===== Records supplied =====

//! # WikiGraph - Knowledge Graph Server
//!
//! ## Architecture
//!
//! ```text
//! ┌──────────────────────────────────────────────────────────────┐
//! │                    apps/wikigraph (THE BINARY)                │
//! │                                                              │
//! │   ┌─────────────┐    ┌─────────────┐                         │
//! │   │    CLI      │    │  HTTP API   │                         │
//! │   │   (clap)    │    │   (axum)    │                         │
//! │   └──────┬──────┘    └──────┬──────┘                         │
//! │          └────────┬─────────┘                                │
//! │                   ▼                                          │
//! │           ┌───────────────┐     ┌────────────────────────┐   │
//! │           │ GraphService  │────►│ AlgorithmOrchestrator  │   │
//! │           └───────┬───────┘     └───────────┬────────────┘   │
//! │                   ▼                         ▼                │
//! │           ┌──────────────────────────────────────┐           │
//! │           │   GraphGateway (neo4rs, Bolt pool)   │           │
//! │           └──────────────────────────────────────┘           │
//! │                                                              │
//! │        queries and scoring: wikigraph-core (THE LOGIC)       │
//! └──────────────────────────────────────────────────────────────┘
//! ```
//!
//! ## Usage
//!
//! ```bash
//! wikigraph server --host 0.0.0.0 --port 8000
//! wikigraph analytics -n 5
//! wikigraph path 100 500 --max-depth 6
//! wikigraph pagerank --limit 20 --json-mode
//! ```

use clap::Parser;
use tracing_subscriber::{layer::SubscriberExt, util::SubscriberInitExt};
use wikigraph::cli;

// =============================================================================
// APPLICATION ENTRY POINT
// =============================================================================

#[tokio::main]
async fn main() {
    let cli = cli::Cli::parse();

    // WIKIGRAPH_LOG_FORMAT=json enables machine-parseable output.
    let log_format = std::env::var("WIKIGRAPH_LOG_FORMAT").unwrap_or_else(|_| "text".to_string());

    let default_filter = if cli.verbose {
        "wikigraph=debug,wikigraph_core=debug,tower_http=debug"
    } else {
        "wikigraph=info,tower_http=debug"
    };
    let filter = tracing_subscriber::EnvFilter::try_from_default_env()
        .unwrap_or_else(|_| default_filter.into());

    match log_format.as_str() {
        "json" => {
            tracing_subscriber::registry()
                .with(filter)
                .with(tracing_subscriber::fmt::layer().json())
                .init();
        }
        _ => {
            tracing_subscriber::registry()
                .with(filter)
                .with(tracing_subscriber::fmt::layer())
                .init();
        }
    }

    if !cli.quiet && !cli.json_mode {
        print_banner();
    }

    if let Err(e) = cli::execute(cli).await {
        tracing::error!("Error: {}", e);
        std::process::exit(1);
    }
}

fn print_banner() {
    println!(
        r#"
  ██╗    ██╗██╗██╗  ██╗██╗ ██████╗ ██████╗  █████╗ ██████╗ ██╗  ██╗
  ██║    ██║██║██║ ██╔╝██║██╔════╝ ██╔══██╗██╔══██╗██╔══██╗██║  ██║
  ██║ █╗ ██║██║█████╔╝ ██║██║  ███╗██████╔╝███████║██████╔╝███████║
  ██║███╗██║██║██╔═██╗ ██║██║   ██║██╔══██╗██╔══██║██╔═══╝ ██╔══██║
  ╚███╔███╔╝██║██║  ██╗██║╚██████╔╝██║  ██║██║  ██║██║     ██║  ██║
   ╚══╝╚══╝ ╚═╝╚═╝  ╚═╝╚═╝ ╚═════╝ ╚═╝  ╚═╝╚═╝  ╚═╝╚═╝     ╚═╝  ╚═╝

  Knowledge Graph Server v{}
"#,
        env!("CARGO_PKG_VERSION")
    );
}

=====

Assignment: Please give back the entries above, unchanged and complete.

Written answer:
//! # WikiGraph - Knowledge Graph Server
//!
//! ## Architecture
//!
//! ```text
//! ┌──────────────────────────────────────────────────────────────┐
//! │                    apps/wikigraph (THE BINARY)                │
//! │                                                              │
//! │   ┌─────────────┐    ┌─────────────┐                         │
//! │   │    CLI      │    │  HTTP API   │                         │
//! │   │   (clap)    │    │   (axum)    │                         │
//! │   └──────┬──────┘    └──────┬──────┘                         │
//! │          └────────┬─────────┘                                │
//! │                   ▼                                          │
//! │           ┌───────────────┐     ┌────────────────────────┐   │
//! │           │ GraphService  │────►│ AlgorithmOrchestrator  │   │
//! │           └───────┬───────┘     └───────────┬────────────┘   │
//! │                   ▼                         ▼                │
//! │           ┌──────────────────────────────────────┐           │
//! │           │   GraphGateway (neo4rs, Bolt pool)   │           │
//! │           └──────────────────────────────────────┘           │
//! │                                                              │
//! │        queries and scoring: wikigraph-core (THE LOGIC)       │
//! └──────────────────────────────────────────────────────────────┘
//! ```
//!
//! ## Usage
//!
//! ```bash
//! wikigraph server --host 0.0.0.0 --port 8000
//! wikigraph analytics -n 5
//! wikigraph path 100 500 --max-depth 6
//! wikigraph pagerank --limit 20 --json-mode
//! ```

use clap::Parser;
use tracing_subscriber::{layer::SubscriberExt, util::SubscriberInitExt};
use wikigraph::cli;

// =============================================================================
// APPLICATION ENTRY POINT
// =============================================================================

#[tokio::main]
async fn main() {
    let cli = cli::Cli::parse();

    // WIKIGRAPH_LOG_FORMAT=json enables machine-parseable output.
    let log_format = std::env::var("WIKIGRAPH_LOG_FORMAT").unwrap_or_else(|_| "text".to_string());

    let default_filter = if cli.verbose {
        "wikigraph=debug,wikigraph_core=debug,tower_http=debug"
    } else {
        "wikigraph=info,tower_http=debug"
    };
    let filter = tracing_subscriber::EnvFilter::try_from_default_env()
        .unwrap_or_else(|_| default_filter.into());

    match log_format.as_str() {
        "json" => {
            tracing_subscriber::registry()
                .with(filter)
                .with(tracing_subscriber::fmt::layer().json())
                .init();
        }
        _ => {
            tracing_subscriber::registry()
                .with(filter)
                .with(tracing_subscriber::fmt::layer())
                .init();
        }
    }

    if !cli.quiet && !cli.json_mode {
        print_banner();
    }

    if let Err(e) = cli::execute(cli).await {
        tracing::error!("Error: {}", e);
        std::process::exit(1);
    }
}

fn print_banner() {
    println!(
        r#"
  ██╗    ██╗██╗██╗  ██╗██╗ ██████╗ ██████╗  █████╗ ██████╗ ██╗  ██╗
  ██║    ██║██║██║ ██╔╝██║██╔════╝ ██╔══██╗██╔══██╗██╔══██╗██║  ██║
  ██║ █╗ ██║██║█████╔╝ ██║██║  ███╗██████╔╝███████║██████╔╝███████║
  ██║███╗██║██║██╔═██╗ ██║██║   ██║██╔══██╗██╔══██║██╔═══╝ ██╔══██║
  ╚███╔███╔╝██║██║  ██╗██║╚██████╔╝██║  ██║██║  ██║██║     ██║  ██║
   ╚══╝╚══╝ ╚═╝╚═╝  ╚═╝╚═╝ ╚═════╝ ╚═╝  ╚═╝╚═╝  ╚═╝╚═╝     ╚═╝  ╚═╝

  Knowledge Graph Server v{}
"#,
        env!("CARGO_PKG_VERSION")
    );
}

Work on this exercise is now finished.